| EXERCISE REQUIREMENTS |
Say only the number of lines in the entries below that contain "write".
────────────────
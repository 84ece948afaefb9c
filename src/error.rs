//! Client error types with retry classification.
//!
//! [`ClientError`] is the central error type for the client. Each variant
//! carries a numeric code and tells the caller whether the failure is
//! worth retrying, so the connection layer and the request layer can apply
//! one uniform policy.

use std::fmt;

/// Classifies a failed data call.
#[derive(Debug, Clone, Copy, PartialEq, Eq, Hash)]
pub enum RequestErrorKind {
    /// No response was received (connect failure, reset, timeout).
    Network,
    /// The server answered with a 5xx status.
    ServerError,
    /// The server answered with a 4xx status other than 401.
    ClientError,
}

impl RequestErrorKind {
    /// Classifies an HTTP status code. Returns `None` for success codes.
    #[must_use]
    pub const fn from_status(status: u16) -> Option<Self> {
        match status {
            500..=599 => Some(Self::ServerError),
            400..=499 => Some(Self::ClientError),
            _ => None,
        }
    }
}

impl fmt::Display for RequestErrorKind {
    fn fmt(&self, f: &mut fmt::Formatter<'_>) -> fmt::Result {
        match self {
            Self::Network => write!(f, "network"),
            Self::ServerError => write!(f, "server error"),
            Self::ClientError => write!(f, "client error"),
        }
    }
}

/// Client-side error enum.
///
/// # Error Code Ranges
///
/// | Range     | Category    | Retried by this crate        |
/// |-----------|-------------|------------------------------|
/// | 1000–1999 | Auth        | never                        |
/// | 2000–2999 | Connection  | via reconnection backoff     |
/// | 3000–3999 | Request     | once, for network and 5xx    |
/// | 4000–4999 | Local       | never                        |
///
/// The type is `Clone` so a single failed fetch can be handed to every
/// caller that was coalesced onto it.
#[derive(Debug, Clone, PartialEq, Eq, thiserror::Error)]
pub enum ClientError {
    /// No credential is available.
    #[error("authentication required")]
    AuthRequired,

    /// The credential expired and could not be refreshed, or the server
    /// rejected it.
    #[error("session expired; log in again")]
    AuthExpired,

    /// Socket-level failure on the persistent connection.
    #[error("transport error: {0}")]
    Transport(String),

    /// Malformed or rejected protocol frame.
    #[error("protocol error: {0}")]
    Protocol(String),

    /// Network-layer or HTTP-layer failure on a data call.
    #[error("{kind} request failure{}: {message}", .status.map(|s| format!(" (status {s})")).unwrap_or_default())]
    Request {
        /// Failure class.
        kind: RequestErrorKind,
        /// HTTP status, when the server responded.
        status: Option<u16>,
        /// Human-readable description.
        message: String,
    },

    /// Caller-supplied arguments were rejected before any I/O.
    #[error("invalid request: {0}")]
    InvalidRequest(String),

    /// An operation needed the persistent connection and it is not up.
    #[error("not connected")]
    NotConnected,

    /// Internal failure (task panicked, channel closed).
    #[error("internal error: {0}")]
    Internal(String),
}

impl ClientError {
    /// Builds a [`ClientError::Request`] for a network-level failure.
    #[must_use]
    pub fn network(message: impl Into<String>) -> Self {
        Self::Request {
            kind: RequestErrorKind::Network,
            status: None,
            message: message.into(),
        }
    }

    /// Builds a [`ClientError::Request`] from a non-success HTTP status.
    #[must_use]
    pub fn from_status(status: u16, message: impl Into<String>) -> Self {
        let kind = RequestErrorKind::from_status(status).unwrap_or(RequestErrorKind::ClientError);
        Self::Request {
            kind,
            status: Some(status),
            message: message.into(),
        }
    }

    /// Returns the numeric error code for this variant.
    #[must_use]
    pub const fn error_code(&self) -> u32 {
        match self {
            Self::AuthRequired => 1001,
            Self::AuthExpired => 1002,
            Self::Transport(_) => 2001,
            Self::Protocol(_) => 2002,
            Self::NotConnected => 2003,
            Self::Request {
                kind: RequestErrorKind::Network,
                ..
            } => 3001,
            Self::Request {
                kind: RequestErrorKind::ServerError,
                ..
            } => 3002,
            Self::Request {
                kind: RequestErrorKind::ClientError,
                ..
            } => 3003,
            Self::InvalidRequest(_) => 4001,
            Self::Internal(_) => 4000,
        }
    }

    /// Returns `true` for failures the request layer retries: network
    /// errors (including timeouts) and 5xx responses.
    #[must_use]
    pub const fn is_retryable(&self) -> bool {
        matches!(
            self,
            Self::Request {
                kind: RequestErrorKind::Network | RequestErrorKind::ServerError,
                ..
            }
        )
    }

    /// Returns `true` if the caller should be sent back to the login flow.
    #[must_use]
    pub const fn is_auth(&self) -> bool {
        matches!(self, Self::AuthRequired | Self::AuthExpired)
    }

    /// Returns the HTTP status carried by a request failure, if any.
    #[must_use]
    pub const fn status(&self) -> Option<u16> {
        match self {
            Self::Request { status, .. } => *status,
            _ => None,
        }
    }
}

#[cfg(test)]
mod tests {
    use super::*;

    #[test]
    fn status_classification() {
        assert_eq!(
            RequestErrorKind::from_status(503),
            Some(RequestErrorKind::ServerError)
        );
        assert_eq!(
            RequestErrorKind::from_status(404),
            Some(RequestErrorKind::ClientError)
        );
        assert_eq!(RequestErrorKind::from_status(204), None);
    }

    #[test]
    fn only_network_and_server_errors_retry() {
        assert!(ClientError::network("reset").is_retryable());
        assert!(ClientError::from_status(502, "bad gateway").is_retryable());
        assert!(!ClientError::from_status(400, "bad").is_retryable());
        assert!(!ClientError::AuthExpired.is_retryable());
        assert!(!ClientError::Transport("closed".into()).is_retryable());
    }

    #[test]
    fn display_includes_status() {
        let err = ClientError::from_status(500, "boom");
        assert_eq!(err.to_string(), "server error request failure (status 500): boom");
        assert_eq!(err.status(), Some(500));
        assert_eq!(err.error_code(), 3002);
    }

    #[test]
    fn auth_variants_flagged() {
        assert!(ClientError::AuthRequired.is_auth());
        assert!(ClientError::AuthExpired.is_auth());
        assert!(!ClientError::NotConnected.is_auth());
    }
}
────────────────
| RESPONSE AREA |
3